The government is a group with its own culture of behavior that is fundamentally independent of any individual politician or government worker. The frustration we are faced with is that some elements of the behavior necessary for a strong central government to remain competitive, while vital if we are fighting wars, might seem heavy-handed otherwise.

Nevertheless, a strong central government might continue to behave this way even when we do not really have any more world wars to fight. Governments mobilized to fight an imminent battle tend to be totalitarian. Nature of the group behavior culture itself.

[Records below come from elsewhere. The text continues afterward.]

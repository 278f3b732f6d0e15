//! Demo server: an `echo` method, a `counter` method and a `clock`
//! publication that ticks once a second.

mod cli;

use std::{
    sync::{
        Arc,
        atomic::{AtomicI64, Ordering},
    },
    time::Duration,
};

use clap::Parser;
use ddpframe::{
    app::DdpApp,
    config::SessionConfig,
    context::{MethodContext, SubscriptionContext},
    message::Fields,
    server::DdpServer,
};
use serde_json::{Value, json};
use tracing_subscriber::EnvFilter;

fn demo_app(cli: &cli::Cli) -> DdpApp {
    let counter = Arc::new(AtomicI64::new(0));
    DdpApp::new()
        .server_id(cli.server_id.clone())
        .session_config(SessionConfig {
            ping_period: Duration::from_secs(cli.ping_period),
            pong_wait: Duration::from_secs(cli.pong_wait),
            ..SessionConfig::default()
        })
        .method("echo", |ctx: MethodContext| async move {
            Ok(Value::Array(ctx.params().to_vec()))
        })
        .method("increment", move |ctx: MethodContext| {
            let counter = Arc::clone(&counter);
            async move {
                let by = ctx.param(0).and_then(Value::as_i64).unwrap_or(1);
                Ok(json!(counter.fetch_add(by, Ordering::Relaxed) + by))
            }
        })
        .publish("clock", |ctx: SubscriptionContext| async move {
            tokio::spawn(tick(ctx));
            Ok(())
        })
        .on_connected(|e| tracing::info!(connection = %e.connection, sessions = e.session_count, "client joined"))
        .on_disconnected(|e| tracing::info!(connection = %e.connection, sessions = e.session_count, "client left"))
}

async fn tick(ctx: SubscriptionContext) {
    let mut interval = tokio::time::interval(Duration::from_secs(1));
    let mut first = true;
    let mut n: u64 = 0;
    while !ctx.is_stopped() {
        interval.tick().await;
        n += 1;
        let mut fields = Fields::new();
        fields.insert("tick".into(), json!(n));
        let pushed = if first {
            ctx.added("clock", "now", fields).and_then(|()| ctx.ready())
        } else {
            ctx.changed("clock", "now", fields, Vec::new())
        };
        if pushed.is_err() {
            break;
        }
        first = false;
    }
}

#[tokio::main]
async fn main() -> Result<(), Box<dyn std::error::Error>> {
    // Applications embedding the library should install their own subscriber.
    tracing_subscriber::fmt()
        .with_env_filter(EnvFilter::try_from_default_env().unwrap_or_else(|_| EnvFilter::new("info")))
        .init();

    let cli = cli::Cli::parse();

    #[cfg(feature = "metrics")]
    if let Some(addr) = cli.metrics_addr {
        metrics_exporter_prometheus::PrometheusBuilder::new()
            .with_http_listener(addr)
            .install()?;
        tracing::info!(%addr, "serving metrics");
    }

    let server = DdpServer::new(demo_app(&cli)).bind(cli.bind)?;
    if let Some(addr) = server.local_addr() {
        tracing::info!(%addr, "listening");
    }
    server.run().await?;
    Ok(())
}
//! Accept loop feeding new TCP connections to connection tasks.

use std::{io, net::SocketAddr, sync::Arc, time::Duration};

use async_trait::async_trait;
use log::warn;
use tokio::{
    net::{TcpListener, TcpStream},
    time::sleep,
};
use tokio_util::{sync::CancellationToken, task::TaskTracker};

use super::backoff::BackoffConfig;
use crate::{
    app::AppState,
    metrics,
    server::connection::spawn_connection_task,
    session::RegistryHandle,
};

/// Source of incoming connections consumed by the accept loop.
///
/// Implementations must be cancellation safe: dropping a pending `accept()`
/// future must not leak resources.
#[async_trait]
pub(in crate::server) trait AcceptListener: Send + Sync {
    async fn accept(&self) -> io::Result<(TcpStream, SocketAddr)>;
    fn local_addr(&self) -> io::Result<SocketAddr>;
}

#[async_trait]
impl AcceptListener for TcpListener {
    async fn accept(&self) -> io::Result<(TcpStream, SocketAddr)> {
        TcpListener::accept(self).await
    }

    fn local_addr(&self) -> io::Result<SocketAddr> { TcpListener::local_addr(self) }
}

/// Everything a connection task needs besides its stream.
#[derive(Clone, Debug)]
pub(in crate::server) struct ConnectionDeps {
    pub app: Arc<AppState>,
    pub registry: RegistryHandle,
    pub upgrade_timeout: Duration,
}

#[derive(Debug)]
pub(in crate::server) struct AcceptLoopOptions {
    pub deps: ConnectionDeps,
    pub shutdown: CancellationToken,
    pub tracker: TaskTracker,
    pub backoff: BackoffConfig,
}

/// Accept connections until `shutdown` is cancelled.
///
/// Every accepted stream gets its own tracked task. Accept failures are
/// logged and retried after an exponentially growing delay.
pub(in crate::server) async fn accept_loop<L>(listener: Arc<L>, options: AcceptLoopOptions)
where
    L: AcceptListener + 'static,
{
    let AcceptLoopOptions {
        deps,
        shutdown,
        tracker,
        backoff,
    } = options;
    let backoff = backoff.normalized();
    let mut delay = backoff.initial_delay;

    loop {
        tokio::select! {
            biased;

            () = shutdown.cancelled() => break,
            res = listener.accept() => match res {
                Ok((stream, peer)) => {
                    spawn_connection_task(stream, peer, deps.clone(), &tracker);
                    delay = backoff.initial_delay;
                }
                Err(e) => {
                    let local_addr = listener.local_addr().ok();
                    warn!("accept error: error={e:?}, local_addr={local_addr:?}");
                    metrics::inc_errors("accept");
                    tokio::select! {
                        () = shutdown.cancelled() => break,
                        () = sleep(delay) => {}
                    }
                    delay = backoff.next_delay(delay);
                }
            },
        }
    }
}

It is time for some of these institutions to evolve their behaviors. Governments. Banks. Police departments. Their willingness to abuse individuals in pursuit of their agendas is not sustainable as we develop choices. Of course, if we fail to seek alternatives then these groups will not feel compelled to change in order to remain competitive. In the end "better, faster and cheaper" will always win out.

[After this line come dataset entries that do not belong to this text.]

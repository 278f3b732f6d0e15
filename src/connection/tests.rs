use std::{
    sync::{Arc, Mutex},
    time::Duration,
};

use rstest::rstest;
use serde_json::{Value, json};
use tokio::{task::JoinHandle, time::timeout};

use super::*;
use crate::{
    app::DdpApp,
    config::SessionConfig,
    context::{MethodContext, SubscriptionContext},
    error::{DdpError, UNKNOWN_METHOD, UNKNOWN_SUBSCRIPTION},
    events::{EventNotifier, LifecycleEventKind},
    message::{Fields, MessageKind},
    session::SessionRegistry,
    transport::memory::{self, MemoryPeer},
};

const RECV_WAIT: Duration = Duration::from_secs(5);

fn fields(value: Value) -> Fields {
    match value {
        Value::Object(map) => map,
        other => panic!("expected object, got {other}"),
    }
}

fn test_app() -> DdpApp {
    DdpApp::new()
        .id_generator(|| String::from("session-1"))
        .method("add", |ctx: MethodContext| async move {
            let a = ctx.param(0).and_then(Value::as_i64).unwrap_or_default();
            let b = ctx.param(1).and_then(Value::as_i64).unwrap_or_default();
            Ok(json!(a + b))
        })
        .method("boom", |_ctx: MethodContext| async move {
            Err(DdpError::new("boom", "Exploded", "Exploded [boom]"))
        })
        .publish("posts", |ctx: SubscriptionContext| async move {
            ctx.added("posts", "p1", fields(json!({ "title": "first" })))
                .expect("push p1");
            ctx.added("posts", "p2", fields(json!({ "title": "second" })))
                .expect("push p2");
            ctx.ready().expect("ready");
            Ok(())
        })
        // params: [field, value]; publishes one shared document.
        .publish("item", |ctx: SubscriptionContext| async move {
            let field = ctx
                .param(0)
                .and_then(Value::as_str)
                .unwrap_or("title")
                .to_owned();
            let value = ctx.param(1).cloned().unwrap_or(Value::Null);
            let mut doc = Fields::new();
            doc.insert(field, value);
            ctx.added("items", "x", doc).expect("push item");
            ctx.ready().expect("ready");
            Ok(())
        })
        .publish("broken", |ctx: SubscriptionContext| async move {
            ctx.added("posts", "p9", Fields::new()).expect("push before failing");
            Err(DdpError::new("denied", "Not allowed", "Not allowed [denied]"))
        })
        .publish("later", |ctx: SubscriptionContext| async move {
            tokio::spawn(async move {
                let _ = ctx.added("ticks", "t1", fields(json!({ "n": 1 })));
                let _ = ctx.ready();
            });
            Ok(())
        })
}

Simply getting another character into the White House will probably make no difference at all. It he starts to change anything fundamental, the Congress will immediately impeach him.

Off on a tangent
Interesting comments, although irrelevant to the subject under discussion. I feel like I've wandered into the next classroom, where they're holding a seminar on the sociology of groups.

In traditional societies, the ethos of the group is the only thing. Individuals only have worth if they adhere to group norms. Outsiders are ejected from the herd. To some degree we see this even in our own, highly individualist and idiosyncratic society, among the conservative elements, like many church congregations. These people normally decide what they believe through consensus, and mavericks are urged to sit down and shut up.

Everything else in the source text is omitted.